We’ve been making bacon non-stop since we opened as we really enjoy the process, love making a truly local pork product, and have had different iterations on a bacon sandwich for our entire life here at Breadbaron. We’ve had success with holiday bacon pre-orders around Christmas-time – we decided then, why not open up pre-orders for bacon for anytime? This way we can reduce or eliminate the times when customers show up and we don’t have enough bacon to spare for retail. Order form below, try it out!
As we move into another fall, a couple of things are on our plate in addition to our normal operations. We’re working hard on harvest pickling – it has been a fun couple of weeks so far of purchasing, processing and canning. We’re refining our recipes and getting a little more inventive this year with our pickles and preserves. We’re working on building a pantry shelf in our stand to help house all of the new jars. On the garden front, it’s a bit of an inverse time of year for that kind of thing, but we’re talking about garlic! This project should bear some wonderful fruit next year – we’re working on growing a large patch of garlic that we’re going to sell at market and use in our prep.

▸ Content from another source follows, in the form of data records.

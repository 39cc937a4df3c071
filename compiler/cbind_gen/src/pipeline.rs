//! Producer and monitor wired together.

use std::thread;

use cbind_ir::Model;

use crate::{GenError, Generator, GeneratorConfig, MonitorStats};

/// Generated sources, unformatted.
#[derive(Clone, Debug, Default, PartialEq, Eq)]
pub struct Artifacts {
    /// `<package>.go`
    pub primary: Vec<u8>,
    /// `<package>_helpers.go`, empty when no host helper was needed.
    pub host_helpers: Vec<u8>,
    /// `<package>_helpers.c`, empty when no shim was needed.
    pub shim_helpers: Vec<u8>,
    pub stats: MonitorStats,
}

/// Generate every artifact for `model`.
///
/// The helper monitor runs on a scoped thread started before the first write;
/// it is joined after the generator is closed.
pub fn generate(model: &Model, config: &GeneratorConfig) -> Result<Artifacts, GenError> {
    let (mut generator, monitor) = Generator::new(model, config);
    let mut primary = Vec::new();
    let mut host_helpers = Vec::new();
    let mut shim_helpers = Vec::new();

    let (written, drained) = thread::scope(|scope| {
        let handle = scope.spawn(|| monitor.run(&mut host_helpers, &mut shim_helpers));
        let written = generator.write_all(&mut primary);
        generator.close();
        let drained = handle.join().map_err(|_| GenError::MonitorPanicked);
        (written, drained)
    });

    let stats = match (written, drained) {
        (Ok(()), Ok(Ok(stats))) => stats,
        // the producer only sees a closed channel; the monitor knows why
        (Err(GenError::HelperChannelClosed), Ok(Err(err)) | Err(err)) => return Err(err),
        (Err(err), _) | (Ok(()), Ok(Err(err)) | Err(err)) => return Err(err),
    };

    tracing::info!(
        package = %config.package,
        primary = primary.len(),
        host_helpers = stats.host,
        shims = stats.shim,
        "generated bindings"
    );
    Ok(Artifacts {
        primary,
        host_helpers,
        shim_helpers,
        stats,
    })
}
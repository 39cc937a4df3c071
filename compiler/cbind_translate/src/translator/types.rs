//! Raw type expressions to model type references.

use cbind_ir::{ConstValue, Scalar, Signature, TypeRef};

use super::Translator;
use crate::consts::eval_text;
use crate::ctype::{parse_type, BaseSpec, CType};

impl Translator {
    /// Parse and resolve a raw type expression.
    ///
    /// The error is a message for a skipped-declaration diagnostic.
    pub(super) fn resolve_type_text(&self, text: &str) -> Result<TypeRef, String> {
        let ctype = parse_type(text).map_err(|err| err.to_string())?;
        self.resolve_ctype(&ctype)
    }

    fn resolve_ctype(&self, ctype: &CType) -> Result<TypeRef, String> {
        match ctype {
            CType::Base { spec, .. } => self.resolve_base(spec),
            CType::Pointer { to, .. } => {
                if let CType::Function { .. } = **to {
                    return self.resolve_ctype(to);
                }
                Ok(TypeRef::pointer(self.resolve_ctype(to)?, pointee_const(to)))
            }
            CType::Array { elem, len } => {
                let len = match len {
                    Some(text) => Some(self.array_len(text)?),
                    None => None,
                };
                Ok(TypeRef::array(self.resolve_ctype(elem)?, len))
            }
            CType::Function {
                ret,
                params,
                variadic,
            } => {
                let params = params
                    .iter()
                    .map(|p| self.resolve_ctype(p))
                    .collect::<Result<Vec<_>, _>>()?;
                Ok(TypeRef::Func(Box::new(Signature {
                    ret: self.resolve_ctype(ret)?,
                    params,
                    variadic: *variadic,
                })))
            }
        }
    }

    fn resolve_base(&self, spec: &BaseSpec) -> Result<TypeRef, String> {
        match spec {
            BaseSpec::Void => Ok(TypeRef::Void),
            BaseSpec::Words(words) => Scalar::from_words(words.iter().map(String::as_str))
                .map(TypeRef::Scalar)
                .ok_or_else(|| format!("unsupported scalar `{}`", words.join(" "))),
            BaseSpec::Tagged { keyword, tag } => {
                let key = format!("{keyword} {tag}");
                Ok(match self.model.lookup(&key) {
                    Some(id) => TypeRef::Decl(id),
                    None => TypeRef::Unresolved(key),
                })
            }
            BaseSpec::Named(name) => Ok(match self.model.lookup(name) {
                Some(id) => TypeRef::Decl(id),
                None => match Scalar::from_words([name.as_str()]) {
                    Some(scalar) => TypeRef::Scalar(scalar),
                    None => TypeRef::Unresolved(name.clone()),
                },
            }),
        }
    }

    fn array_len(&self, text: &str) -> Result<u64, String> {
        match eval_text(text, &self.known) {
            Ok(ConstValue::Int(len)) => {
                u64::try_from(len).map_err(|_| format!("negative array length `{text}`"))
            }
            Ok(_) => Err(format!("non-integer array length `{text}`")),
            Err(err) => Err(format!("array length `{text}`: {err}")),
        }
    }
}

/// Whether the pointed-to type is const-qualified.
fn pointee_const(to: &CType) -> bool {
    match to {
        CType::Base { is_const, .. } | CType::Pointer { is_const, .. } => *is_const,
        CType::Array { .. } | CType::Function { .. } => false,
    }
}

Thanks a million to Bill Hatten for donating copious land, labour, and love!
We’re baking cakes and donating half of the proceeds to House of Friendship Kitchener, our neighbours on Charles Street. We’re taking pre-orders at our stand, or by e-mail. You choose your type of cake – spiced apple, carrot raisin, or chocolate chip - and your pick-up date, and we’ll bake cakes for you at $8 tax incl. each, $4 of which goes to HOF. We’re thinking of it as sort of a pre-ordered holiday bake sale. We’l be selling cakes this way into February so that we can donate then, so think of this option into the new year as well if you’re interested!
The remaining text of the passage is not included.